A publication of the Archaeological Institute of America
When the Vikings Crossed the Atlantic
When a settlement at L’Anse aux Meadows, at the northern tip of Newfoundland, was first excavated in the 1960s, the style of its buildings made clear they were constructed by Vikings who had arrived from Greenland in the tenth or eleventh century. But exactly when they made their voyage, becoming the first Europeans to cross the Atlantic Ocean, was a matter of debate. Now, a team of researchers led by Margot Kuitems of the University of Groningen has used a new method of dating wood associated with the settlement to determine precisely when the Vikings were there. The researchers took advantage of a rare solar storm that occurred in A.D. 992, significantly increasing the amount of radioactive carbon-14 absorbed by trees the next year. By identifying the tree ring containing elevated levels of radiocarbon in each of three wood samples and then counting the number of rings to the bark edge of the wood, they found that the wood all came from trees that had been felled in A.D. 1021.

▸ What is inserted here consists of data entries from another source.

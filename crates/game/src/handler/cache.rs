use std::collections::HashMap;
use std::sync::{Arc, Mutex};
use std::time::{Duration, Instant};

use crate::session::MultiverseId;
use crate::sync::{StateStore, StrategyRegistry, default_registry};

use super::{HandlerContext, HandlerTable, SessionHandler};

pub const DEFAULT_IDLE_TTL: Duration = Duration::from_secs(30 * 60);

pub type SharedHandler = Arc<Mutex<Box<dyn SessionHandler>>>;

struct CacheEntry {
    handler: SharedHandler,
    tag: &'static str,
    expires_at: Instant,
}

/// Live handlers keyed by session, with a sliding idle expiry. Eviction
/// is write-behind: a handler's state is snapshotted to the store on the
/// way out and restored on the next acquire.
pub struct HandlerCache {
    table: HandlerTable,
    store: Arc<dyn StateStore>,
    ttl: Duration,
    entries: Mutex<HashMap<MultiverseId, CacheEntry>>,
}

impl HandlerCache {
    pub fn new(table: HandlerTable, store: Arc<dyn StateStore>) -> Self {
        Self::with_ttl(table, store, DEFAULT_IDLE_TTL)
    }

    pub fn with_ttl(table: HandlerTable, store: Arc<dyn StateStore>, ttl: Duration) -> Self {
        Self {
            table,
            store,
            ttl,
            entries: Mutex::new(HashMap::new()),
        }
    }

    /// The live handler for the session, building (and restoring) one if
    /// none is cached. Every acquire pushes the expiry forward. `None`
    /// means the mode tag is unknown.
    pub fn acquire(&self, ctx: &HandlerContext, tag: &str) -> Option<SharedHandler> {
        let mut entries = self.entries.lock().unwrap();
        if let Some(entry) = entries.get_mut(&ctx.multiverse) {
            entry.expires_at = Instant::now() + self.ttl;
            return Some(Arc::clone(&entry.handler));
        }

        let mut handler = self.table.build(tag)?;
        let tag = handler.tag();

        match self.store.load_snapshot(ctx.multiverse, tag) {
            Ok(Some(bytes)) => {
                if let Err(e) = handler.restore_state(&bytes) {
                    // corrupted snapshot starts the session fresh
                    log::warn!(
                        "discarding snapshot for session {} ({tag}): {e}",
                        ctx.multiverse
                    );
                    handler = self.table.build(tag)?;
                }
            }
            Ok(None) => {}
            Err(e) => log::warn!(
                "snapshot load for session {} ({tag}) failed: {e}",
                ctx.multiverse
            ),
        }

        let mut rules = default_registry();
        handler.strategy_overrides(&mut rules);
        ctx.engine.invalidate(ctx.multiverse);
        ctx.engine.strategies_for(ctx.multiverse, move || rules);

        handler.start(ctx);

        let shared: SharedHandler = Arc::new(Mutex::new(handler));
        entries.insert(
            ctx.multiverse,
            CacheEntry {
                handler: Arc::clone(&shared),
                tag,
                expires_at: Instant::now() + self.ttl,
            },
        );
        Some(shared)
    }

    /// The built-in rule set with the live handler's overrides layered on
    /// top. The engine's rule-set cache must rebuild through this (not
    /// through `default_registry` alone), or a membership-change
    /// invalidation would silently drop the handler's strategies while the
    /// handler is still cached.
    pub fn layered_rules(&self, multiverse: MultiverseId) -> StrategyRegistry {
        let mut rules = default_registry();
        let handler = {
            let entries = self.entries.lock().unwrap();
            entries
                .get(&multiverse)
                .map(|entry| Arc::clone(&entry.handler))
        };
        if let Some(handler) = handler {
            handler.lock().unwrap().strategy_overrides(&mut rules);
        }
        rules
    }

    /// Evicts expired disposable handlers, persisting their state first.
    /// A non-disposable handler gets another full lease instead.
    pub fn sweep(&self, ctx_for: &dyn Fn(MultiverseId) -> HandlerContext) {
        let now = Instant::now();
        let mut entries = self.entries.lock().unwrap();
        let expired: Vec<MultiverseId> = entries
            .iter()
            .filter(|(_, entry)| entry.expires_at <= now)
            .map(|(&mv, _)| mv)
            .collect();

        for multiverse in expired {
            let Some(entry) = entries.get_mut(&multiverse) else {
                continue;
            };
            let mut handler = entry.handler.lock().unwrap();
            if !handler.is_disposable() {
                entry.expires_at = now + self.ttl;
                continue;
            }
            let ctx = ctx_for(multiverse);
            handler.stop(&ctx);
            self.persist(multiverse, entry.tag, &**handler);
            drop(handler);
            entries.remove(&multiverse);
            ctx.engine.invalidate(multiverse);
            log::info!("evicted idle handler for session {multiverse}");
        }
    }

    /// Stops and persists every live handler. Used on server shutdown.
    pub fn shutdown(&self, ctx_for: &dyn Fn(MultiverseId) -> HandlerContext) {
        let mut entries = self.entries.lock().unwrap();
        for (&multiverse, entry) in entries.iter() {
            let mut handler = entry.handler.lock().unwrap();
            handler.stop(&ctx_for(multiverse));
            self.persist(multiverse, entry.tag, &**handler);
        }
        entries.clear();
    }

    pub fn live_count(&self) -> usize {
        self.entries.lock().unwrap().len()
    }

    fn persist(&self, multiverse: MultiverseId, tag: &str, handler: &dyn SessionHandler) {
        match handler.serialize_state() {
            Ok(bytes) => {
                if let Err(e) = self.store.save_snapshot(multiverse, tag, bytes) {
                    log::error!("snapshot save for session {multiverse} ({tag}) failed: {e}");
                }
            }
            Err(e) => {
                log::error!("snapshot of session {multiverse} ({tag}) failed: {e}");
            }
        }
    }
}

The Vikings do not appear to have intended to colonize L’Anse aux Meadows, says Birgitta Wallace, a retired Parks Canada archaeologist who has worked at the site for decades. “It was a base for further exploration, a gateway to other sites,” she says. “They were going to see what there was in this new territory that could benefit them.” Among the coveted resources they collected from farther south, most likely from present-day New Brunswick, were hardwood lumber, butternuts, and possibly even grapes. After a decade or so, the Vikings headed back across the seas. “They decided, ‘It is very good land, but there is danger here because of the Indigenous people,’” says Wallace, “‘so we’ll go home to Greenland and stay there.’”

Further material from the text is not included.